Our research team polled senior finance professionals and company leaders at financial services companies; in fact, banking and mortgage lenders formed the majority of respondents, finding nearly three-quarters are experiencing a number of big problems in their collections process.
Specifically, respondents cite the fact that the debt collection is slower, less successful and more resource-intensive. Three quarters of respondents (74 per cent) told us debt is taking more people/resources to collect; another 77 per cent believe that debts are taking longer to be paid back, so costs are escalating. A further 74 per cent confirm margins are being impacted due to extended payment timeframes
This is the backdrop against which the most astonishing element to the results emerged: an almost 20 per cent increase in forecast debt collection cases in the next year. More worryingly, nearly half (46 per cent) of respondents say they expect volumes to grow further – that is, by over 20 per cent.
The data strongly suggests that processes require some re-engineering. Existing debt collection systems look unlikely to be able to handle the increase feared. Only 29 per cent are confident their system will cope with extra case loads, too many manual processes hamper others (37 per cent) - and a lack of integration (29 per cent) is a challenge for others.
“It is difficult to redefine and automate existing processes,” was the response given by two financial services companies, for example.
The survey also suggests that segmentation or profiling processes are far from perfect, with just 46 per cent describing their segmentation profiling as “fully optimised”.
The banking and mortgage lending sector, which is arguably under the most scrutiny, is not immune from compliance challenges, with 71 per cent experiencing some difficulty in demonstrating compliance in response to industry regulators.

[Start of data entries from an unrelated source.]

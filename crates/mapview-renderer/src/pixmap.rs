//! Raster output using tiny-skia.

use std::path::Path as FsPath;

use tiny_skia::{
    FillRule, LineCap, LineJoin, Paint, Path, PathBuilder, Pixmap, Rect, Stroke, StrokeDash,
    Transform,
};

use mapview_core::{BBox, Brush, Color, DrawingSurface, Pen, Point};

use crate::error::{RenderError, Result};

/// Cubic bezier control distance for a quarter circle.
const BEZIER_K: f32 = 0.552_284_8;

/// A [`DrawingSurface`] that paints into an RGBA pixmap.
pub struct PixmapSurface {
    pixmap: Pixmap,
    anti_alias: bool,
}

impl PixmapSurface {
    pub fn new(width: u32, height: u32) -> Result<Self> {
        let pixmap = Pixmap::new(width, height).ok_or(RenderError::InvalidCanvas { width, height })?;
        Ok(Self {
            pixmap,
            anti_alias: false,
        })
    }

    pub fn width(&self) -> u32 {
        self.pixmap.width()
    }

    pub fn height(&self) -> u32 {
        self.pixmap.height()
    }

    pub fn clear(&mut self, color: Color) {
        self.pixmap
            .fill(tiny_skia::Color::from_rgba8(color.r, color.g, color.b, color.a));
    }

    pub fn pixmap(&self) -> &Pixmap {
        &self.pixmap
    }

    /// Unpremultiplied RGBA at a pixel, `None` outside the canvas.
    pub fn pixel(&self, x: u32, y: u32) -> Option<Color> {
        let c = self.pixmap.pixel(x, y)?.demultiply();
        Some(Color::rgba(c.red(), c.green(), c.blue(), c.alpha()))
    }

    pub fn encode_png(&self) -> Result<Vec<u8>> {
        self.pixmap
            .encode_png()
            .map_err(|e| RenderError::Encode(e.to_string()))
    }

    pub fn save_png(&self, path: impl AsRef<FsPath>) -> Result<()> {
        let bytes = self.encode_png()?;
        std::fs::write(path, bytes)?;
        Ok(())
    }

    fn paint(&self, color: Color) -> Paint<'static> {
        let mut paint = Paint::default();
        paint.set_color_rgba8(color.r, color.g, color.b, color.a);
        paint.anti_alias = self.anti_alias;
        paint
    }

    fn stroke_path(&mut self, path: &Path, pen: &Pen) {
        let paint = self.paint(pen.color);
        self.pixmap
            .stroke_path(path, &paint, &stroke(pen), Transform::identity(), None);
    }

    fn fill_path(&mut self, path: &Path, brush: &Brush) {
        let paint = self.paint(brush.color);
        self.pixmap
            .fill_path(path, &paint, FillRule::EvenOdd, Transform::identity(), None);
    }
}

fn stroke(pen: &Pen) -> Stroke {
    let width = pen.width.max(0.0);
    let unit = width.max(1.0);
    let dash = match pen.dash.intervals() {
        [] => None,
        runs => StrokeDash::new(runs.iter().map(|r| r * unit).collect(), 0.0),
    };
    Stroke {
        width,
        line_cap: LineCap::Butt,
        line_join: LineJoin::Round,
        dash,
        ..Default::default()
    }
}

fn to_rect(bounds: BBox) -> Option<Rect> {
    Rect::from_ltrb(
        bounds.min.x as f32,
        bounds.min.y as f32,
        bounds.max.x as f32,
        bounds.max.y as f32,
    )
}

/// Ellipse inscribed in `bounds`, built from four cubic beziers.
fn ellipse_path(bounds: BBox) -> Option<Path> {
    let center = bounds.center();
    let (cx, cy) = (center.x as f32, center.y as f32);
    let rx = (bounds.width() / 2.0) as f32;
    let ry = (bounds.height() / 2.0) as f32;
    let kx = rx * BEZIER_K;
    let ky = ry * BEZIER_K;

    let mut pb = PathBuilder::new();
    pb.move_to(cx, cy - ry);
    pb.cubic_to(cx + kx, cy - ry, cx + rx, cy - ky, cx + rx, cy);
    pb.cubic_to(cx + rx, cy + ky, cx + kx, cy + ry, cx, cy + ry);
    pb.cubic_to(cx - kx, cy + ry, cx - rx, cy + ky, cx - rx, cy);
    pb.cubic_to(cx - rx, cy - ky, cx - kx, cy - ry, cx, cy - ry);
    pb.close();
    pb.finish()
}

fn polyline_path(points: &[Point], closed: bool) -> Option<Path> {
    let (first, rest) = points.split_first()?;
    let mut pb = PathBuilder::new();
    pb.move_to(first.x as f32, first.y as f32);
    for p in rest {
        pb.line_to(p.x as f32, p.y as f32);
    }
    if closed {
        pb.close();
    }
    pb.finish()
}

impl DrawingSurface for PixmapSurface {
    fn stroke_ellipse(&mut self, bounds: BBox, pen: &Pen) {
        if let Some(path) = ellipse_path(bounds) {
            self.stroke_path(&path, pen);
        }
    }

    fn fill_ellipse(&mut self, bounds: BBox, brush: &Brush) {
        if let Some(path) = ellipse_path(bounds) {
            self.fill_path(&path, brush);
        }
    }

    fn stroke_rect(&mut self, bounds: BBox, pen: &Pen) {
        if let Some(rect) = to_rect(bounds) {
            self.stroke_path(&PathBuilder::from_rect(rect), pen);
        }
    }

    fn fill_rect(&mut self, bounds: BBox, brush: &Brush) {
        if let Some(rect) = to_rect(bounds) {
            let paint = self.paint(brush.color);
            self.pixmap
                .fill_rect(rect, &paint, Transform::identity(), None);
        }
    }

    fn stroke_polyline(&mut self, points: &[Point], pen: &Pen, closed: bool) {
        if let Some(path) = polyline_path(points, closed) {
            self.stroke_path(&path, pen);
        }
    }

    fn fill_polygon(&mut self, points: &[Point], brush: &Brush) {
        if let Some(path) = polyline_path(points, true) {
            self.fill_path(&path, brush);
        }
    }

    fn set_anti_alias(&mut self, enabled: bool) {
        self.anti_alias = enabled;
    }

    fn anti_alias(&self) -> bool {
        self.anti_alias
    }
}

Finally, when asked about debt collection systems, 66 per cent of those polled admit some difficulty in demonstrating compliance with industry regulations, 17 per cent struggle with the task, 29 per cent are partly able to demonstrate compliance and a significant 20 per cent acknowledging “we need to address this more fully”.
What’s really worrying is that businesses seem to lack any clear notion of a remedy. Large numbers seem to be looking at a technology-based solution and/or outsourcing the issue.
Two thirds of financial services companies are interested in outsourcing systems (65 per cent) and over half are looking at replacing (56 per cent) their software solution, rather than attempting to fix existing processes (50 per cent) and put extra staff in place (50 per cent).
Debt recovery difficulties
Asked to name the greatest challenge in debt collection in the next twelve months, the response that came back time after time: the difficulty in actually recovering debt. That’s a problem compounded by the recessionary pressures the country is under.
One insurance company respondent sums it up: “The steady increase in burdens of debt as a result of the financial crisis.”
Notwithstanding our expected 20 per cent plus increase, that difficulty will grow if systems and processes are left to drift in an inadequate state. The issue that respondents thought loomed largest was the inadequacy of systems and processes and a lack of resources.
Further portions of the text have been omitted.